▶ _What you should do_:
Every line containing the word "SqlBuyerRepository" is to be copied from the data below.

▶ _Given records_:

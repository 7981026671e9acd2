use std::sync::Arc;

use thiserror::Error;
use tracing::info;

use tradebook_agent::business_tools::{register_business_tools, BusinessToolDeps};
use tradebook_agent::llm::{LlmClient, OpenAiCompatClient};
use tradebook_agent::remote::{BusinessApi, HttpBusinessApi, RemoteError};
use tradebook_agent::store::InMemoryConversationStore;
use tradebook_agent::tools::ToolRegistry;
use tradebook_agent::{AgentRuntime, RuntimeSettings};
use tradebook_core::config::{AppConfig, ConfigError, LoadOptions};
use tradebook_db::repositories::{SqlBuyerRepository, SqlExpenseRepository, SqlInventoryRepository};
use tradebook_db::{connect_with_settings, migrations, DbPool};

pub struct Application {
    pub config: AppConfig,
    pub db_pool: DbPool,
    pub agent_runtime: Arc<AgentRuntime>,
}

#[derive(Debug, Error)]
pub enum BootstrapError {
    #[error(transparent)]
    Config(#[from] ConfigError),
    #[error("database connection failed: {0}")]
    DatabaseConnect(#[source] sqlx::Error),
    #[error("database migration failed: {0}")]
    Migration(#[source] sqlx::migrate::MigrateError),
    #[error("reasoning engine client setup failed: {0}")]
    LlmClient(String),
    #[error("business service client setup failed: {0}")]
    BusinessApi(#[from] RemoteError),
}

pub async fn bootstrap(options: LoadOptions) -> Result<Application, BootstrapError> {
    let config = AppConfig::load(options)?;
    bootstrap_with_config(config).await
}

pub async fn bootstrap_with_config(config: AppConfig) -> Result<Application, BootstrapError> {
    info!(
        event_name = "system.bootstrap.start",
        correlation_id = "bootstrap",
        "starting application bootstrap"
    );

    let db_pool = connect_with_settings(
        &config.database.url,
        config.database.max_connections,
        config.database.timeout_secs,
    )
    .await
    .map_err(BootstrapError::DatabaseConnect)?;
    info!(
        event_name = "system.bootstrap.database_connected",
        correlation_id = "bootstrap",
        "database connection established"
    );

    migrations::run_pending(&db_pool).await.map_err(BootstrapError::Migration)?;
    info!(
        event_name = "system.bootstrap.migrations_applied",
        correlation_id = "bootstrap",
        "database migrations applied"
    );

    let llm: Arc<dyn LlmClient> = Arc::new(
        OpenAiCompatClient::from_config(&config.llm)
            .map_err(|e| BootstrapError::LlmClient(format!("{e:#}")))?,
    );
    let api: Arc<dyn BusinessApi> = Arc::new(HttpBusinessApi::from_config(&config.business_api)?);

    let mut registry = ToolRegistry::default();
    register_business_tools(
        &mut registry,
        BusinessToolDeps {
            inventory: Arc::new(SqlInventoryRepository::new(db_pool.clone())),
            buyers: Arc::new(SqlBuyerRepository::new(db_pool.clone())),
            expenses: Arc::new(SqlExpenseRepository::new(db_pool.clone())),
            api,
        },
    );
    info!(
        event_name = "system.bootstrap.tools_registered",
        correlation_id = "bootstrap",
        tools = ?registry.names(),
        llm_provider = ?config.llm.provider,
        llm_model = %config.llm.model,
        "business tools registered"
    );

    let agent_runtime = Arc::new(AgentRuntime::new(
        llm,
        Arc::new(registry),
        Arc::new(InMemoryConversationStore::default()),
        RuntimeSettings::from_config(&config),
    ));

    Ok(Application { config, db_pool, agent_runtime })
}
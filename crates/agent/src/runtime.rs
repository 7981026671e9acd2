use std::sync::Arc;
use std::time::{Duration, Instant};

use thiserror::Error;
use tracing::{debug, info, warn};
use uuid::Uuid;

use tradebook_core::config::{AppConfig, DEFAULT_HISTORY_WINDOW, DEFAULT_MAX_REASONING_STEPS};
use tradebook_core::ApplicationError;

use crate::executor::ToolExecutionStep;
use crate::history;
use crate::llm::LlmClient;
use crate::message::Message;
use crate::reasoning::ReasoningStep;
use crate::store::{ConversationStore, SessionKey, SessionLocks, StoreError};
use crate::tools::{ToolContext, ToolRegistry};

pub const STEP_LIMIT_REPLY: &str = "❌ I couldn't finish that request within the allowed number of \
steps. Please try a simpler or more specific request.";

pub const FALLBACK_REPLY: &str = "❌ Sorry, I could not process your request.";

#[derive(Clone, Copy, Debug, PartialEq, Eq)]
pub enum LoopPhase {
    Agent,
    Tools,
    Done,
}

/// Conversation state threaded through one turn.
#[derive(Clone, Debug, Default, PartialEq)]
pub struct TurnState {
    pub owner_id: String,
    pub session_id: String,
    pub messages: Vec<Message>,
}

/// What a single step contributes. Only new messages, never the full list.
#[derive(Clone, Debug, Default, PartialEq)]
pub struct StateUpdate {
    pub owner_id: String,
    pub session_id: String,
    pub messages: Vec<Message>,
}

impl StateUpdate {
    pub fn messages(messages: Vec<Message>) -> Self {
        Self { messages, ..Self::default() }
    }
}

impl TurnState {
    pub fn new(owner_id: impl Into<String>, session_id: impl Into<String>) -> Self {
        Self { owner_id: owner_id.into(), session_id: session_id.into(), messages: Vec::new() }
    }

    /// Messages concatenate; scalar fields take the update's value unless it is empty.
    pub fn merge(&mut self, update: StateUpdate) {
        if !update.owner_id.is_empty() {
            self.owner_id = update.owner_id;
        }
        if !update.session_id.is_empty() {
            self.session_id = update.session_id;
        }
        self.messages.extend(update.messages);
    }
}

/// Which step runs next, decided by the newest message alone.
pub fn next_phase(messages: &[Message]) -> LoopPhase {
    match messages.last() {
        Some(Message::Assistant { tool_calls, .. }) if !tool_calls.is_empty() => LoopPhase::Tools,
        Some(Message::ToolResult { .. }) => LoopPhase::Agent,
        _ => LoopPhase::Done,
    }
}

#[derive(Clone, Debug, PartialEq)]
pub struct LoopOutcome {
    pub state: TurnState,
    pub trace: Vec<LoopPhase>,
    pub reasoning_steps: u32,
    pub tool_calls: usize,
}

pub struct AgentLoop {
    reasoning: ReasoningStep,
    tools: ToolExecutionStep,
    max_reasoning_steps: u32,
}

impl AgentLoop {
    pub fn new(reasoning: ReasoningStep, tools: ToolExecutionStep, max_reasoning_steps: u32) -> Self {
        Self { reasoning, tools, max_reasoning_steps }
    }

    pub async fn run(&self, mut state: TurnState, context: &ToolContext) -> LoopOutcome {
        let mut trace = Vec::new();
        let mut reasoning_steps = 0u32;
        let mut tool_calls = 0usize;
        let mut phase = LoopPhase::Agent;

        loop {
            match phase {
                LoopPhase::Agent if reasoning_steps >= self.max_reasoning_steps => {
                    warn!(
                        event_name = "agent.loop.step_limit",
                        correlation_id = %context.correlation_id,
                        owner_id = %context.owner_id,
                        session_id = %context.session_id,
                        max_reasoning_steps = self.max_reasoning_steps,
                        "reasoning step limit reached"
                    );
                    state.merge(StateUpdate::messages(vec![Message::assistant(STEP_LIMIT_REPLY)]));
                }
                LoopPhase::Agent => {
                    trace.push(LoopPhase::Agent);
                    reasoning_steps += 1;
                    let message = self.reasoning.run(&state.messages, context).await;
                    state.merge(StateUpdate::messages(vec![message]));
                }
                LoopPhase::Tools => {
                    trace.push(LoopPhase::Tools);
                    let calls =
                        state.messages.last().map(|m| m.tool_calls().to_vec()).unwrap_or_default();
                    tool_calls += calls.len();
                    let results = self.tools.run(&calls, context).await;
                    state.merge(StateUpdate::messages(results));
                }
                LoopPhase::Done => {
                    trace.push(LoopPhase::Done);
                    break;
                }
            }
            phase = next_phase(&state.messages);
        }

        debug!(
            event_name = "agent.loop.finished",
            correlation_id = %context.correlation_id,
            trace = ?trace,
            "agent loop finished"
        );
        LoopOutcome { state, trace, reasoning_steps, tool_calls }
    }
}

#[derive(Clone, Debug)]
pub struct RuntimeSettings {
    pub max_reasoning_steps: u32,
    pub history_window: usize,
    pub llm_timeout: Duration,
}

impl Default for RuntimeSettings {
    fn default() -> Self {
        Self {
            max_reasoning_steps: DEFAULT_MAX_REASONING_STEPS,
            history_window: DEFAULT_HISTORY_WINDOW,
            llm_timeout: Duration::from_secs(60),
        }
    }
}

impl RuntimeSettings {
    pub fn from_config(config: &AppConfig) -> Self {
        Self {
            max_reasoning_steps: config.agent.max_reasoning_steps,
            history_window: config.agent.history_window,
            llm_timeout: Duration::from_secs(config.llm.timeout_secs),
        }
    }
}

#[derive(Debug, Error)]
pub enum AgentError {
    #[error("invalid input: {0}")]
    InvalidInput(String),
    #[error(transparent)]
    Store(#[from] StoreError),
    #[error("internal agent failure: {0}")]
    Internal(String),
}

impl From<AgentError> for ApplicationError {
    fn from(error: AgentError) -> Self {
        match error {
            AgentError::InvalidInput(message) => Self::InvalidInput(message),
            AgentError::Store(error) => Self::Persistence(error.to_string()),
            AgentError::Internal(message) => Self::Internal(message),
        }
    }
}

#[derive(Clone, Debug, PartialEq)]
pub struct TurnReply {
    pub reply: String,
    pub correlation_id: String,
    pub reasoning_steps: u32,
    pub tool_calls: usize,
    pub trace: Vec<LoopPhase>,
}

pub struct AgentRuntime {
    agent_loop: AgentLoop,
    store: Arc<dyn ConversationStore>,
    locks: SessionLocks,
    history_window: usize,
}

impl AgentRuntime {
    pub fn new(
        llm: Arc<dyn LlmClient>,
        registry: Arc<ToolRegistry>,
        store: Arc<dyn ConversationStore>,
        settings: RuntimeSettings,
    ) -> Self {
        let reasoning = ReasoningStep::new(llm, registry.definitions(), settings.llm_timeout);
        let tools = ToolExecutionStep::new(registry);
        Self {
            agent_loop: AgentLoop::new(reasoning, tools, settings.max_reasoning_steps),
            store,
            locks: SessionLocks::default(),
            history_window: settings.history_window,
        }
    }

    pub async fn run_turn(
        &self,
        owner_id: &str,
        session_id: &str,
        user_text: &str,
    ) -> Result<TurnReply, AgentError> {
        let (owner_id, session_id) = validate_scope(owner_id, session_id)?;
        let user_text = user_text.trim();
        if user_text.is_empty() {
            return Err(AgentError::InvalidInput("message is required".to_string()));
        }

        let correlation_id = Uuid::new_v4().to_string();
        let context = ToolContext::new(owner_id, session_id, correlation_id.clone());
        let key = SessionKey::new(owner_id, session_id);
        let started = Instant::now();

        info!(
            event_name = "agent.turn.start",
            correlation_id = %correlation_id,
            owner_id = %owner_id,
            session_id = %session_id,
            "conversation turn started"
        );

        let _turn = self.locks.acquire(&key).await;

        let prior = self.store.get(&key).await?.unwrap_or_default();
        let mut state = TurnState::new(owner_id, session_id);
        state.merge(StateUpdate::messages(history::repair(prior)));
        state.merge(StateUpdate::messages(vec![Message::user(user_text)]));
        let turn_start = state.messages.len();

        let outcome = self.agent_loop.run(state, &context).await;

        let reply = outcome.state.messages[turn_start..]
            .iter()
            .rev()
            .find_map(Message::final_text)
            .unwrap_or(FALLBACK_REPLY)
            .to_string();

        let stored = history::prepare_for_storage(outcome.state.messages, self.history_window);
        let stored_messages = stored.len();
        self.store.put(&key, stored).await?;

        info!(
            event_name = "agent.turn.completed",
            correlation_id = %correlation_id,
            owner_id = %owner_id,
            session_id = %session_id,
            reasoning_steps = outcome.reasoning_steps,
            tool_calls = outcome.tool_calls,
            stored_messages,
            duration_ms = started.elapsed().as_millis() as u64,
            "conversation turn completed"
        );

        Ok(TurnReply {
            reply,
            correlation_id,
            reasoning_steps: outcome.reasoning_steps,
            tool_calls: outcome.tool_calls,
            trace: outcome.trace,
        })
    }

    pub async fn clear_history(&self, owner_id: &str, session_id: &str) -> Result<(), AgentError> {
        let (owner_id, session_id) = validate_scope(owner_id, session_id)?;
        let key = SessionKey::new(owner_id, session_id);
        let _turn = self.locks.acquire(&key).await;
        self.store.delete(&key).await?;
        info!(
            event_name = "agent.history.cleared",
            owner_id = %owner_id,
            session_id = %session_id,
            "conversation history cleared"
        );
        Ok(())
    }

    /// Drops per-conversation locks that no turn is holding.
    pub async fn prune_idle_locks(&self) -> usize {
        self.locks.prune_idle().await;
        self.locks.session_count().await
    }

    /// Stored transcript of a conversation, empty when none exists.
    pub async fn history(&self, owner_id: &str, session_id: &str) -> Result<Vec<Message>, AgentError> {
        let (owner_id, session_id) = validate_scope(owner_id, session_id)?;
        Ok(self.store.get(&SessionKey::new(owner_id, session_id)).await?.unwrap_or_default())
    }
}

fn validate_scope<'a>(owner_id: &'a str, session_id: &'a str) -> Result<(&'a str, &'a str), AgentError> {
    let owner_id = owner_id.trim();
    if owner_id.is_empty() {
        return Err(AgentError::InvalidInput("ownerId is required".to_string()));
    }
    let session_id = session_id.trim();
    if session_id.is_empty() {
        return Err(AgentError::InvalidInput("sessionId is required".to_string()));
    }
    Ok((owner_id, session_id))
}
pub mod commands;

use clap::{Parser, Subcommand};
use std::process::ExitCode;

#[derive(Debug, Parser)]
#[command(
    name = "tradebook",
    about = "Tradebook operator CLI",
    long_about = "Operate Tradebook readiness checks, database migrations, and demo data seeding.",
    after_help = "Examples:\n  tradebook doctor --json\n  tradebook migrate\n  tradebook seed --owner demo-owner"
)]
pub struct Cli {
    #[command(subcommand)]
    command: Command,
}

#[derive(Debug, Subcommand)]
enum Command {
    #[command(about = "Apply pending database migrations and return structured status output")]
    Migrate,
    #[command(about = "Load demo inventory, buyers, and expenses for one owner")]
    Seed {
        #[arg(long, default_value = commands::seed::DEFAULT_OWNER, help = "Owner the demo records belong to")]
        owner: String,
    },
    #[command(about = "Validate config, LLM provider readiness, and DB connectivity checks")]
    Doctor {
        #[arg(long, help = "Emit machine-readable JSON output")]
        json: bool,
    },
}

pub fn run() -> ExitCode {
    let cli = Cli::parse();

    let result = match cli.command {
        Command::Migrate => commands::migrate::run(),
        Command::Seed { owner } => commands::seed::run(&owner),
        Command::Doctor { json } => {
            commands::CommandResult { exit_code: 0, output: commands::doctor::run(json) }
        }
    };

    println!("{}", result.output);
    ExitCode::from(result.exit_code)
}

▶ _Output of the task_:
use tradebook_db::repositories::{SqlBuyerRepository, SqlExpenseRepository, SqlInventoryRepository};
            buyers: Arc::new(SqlBuyerRepository::new(db_pool.clone())),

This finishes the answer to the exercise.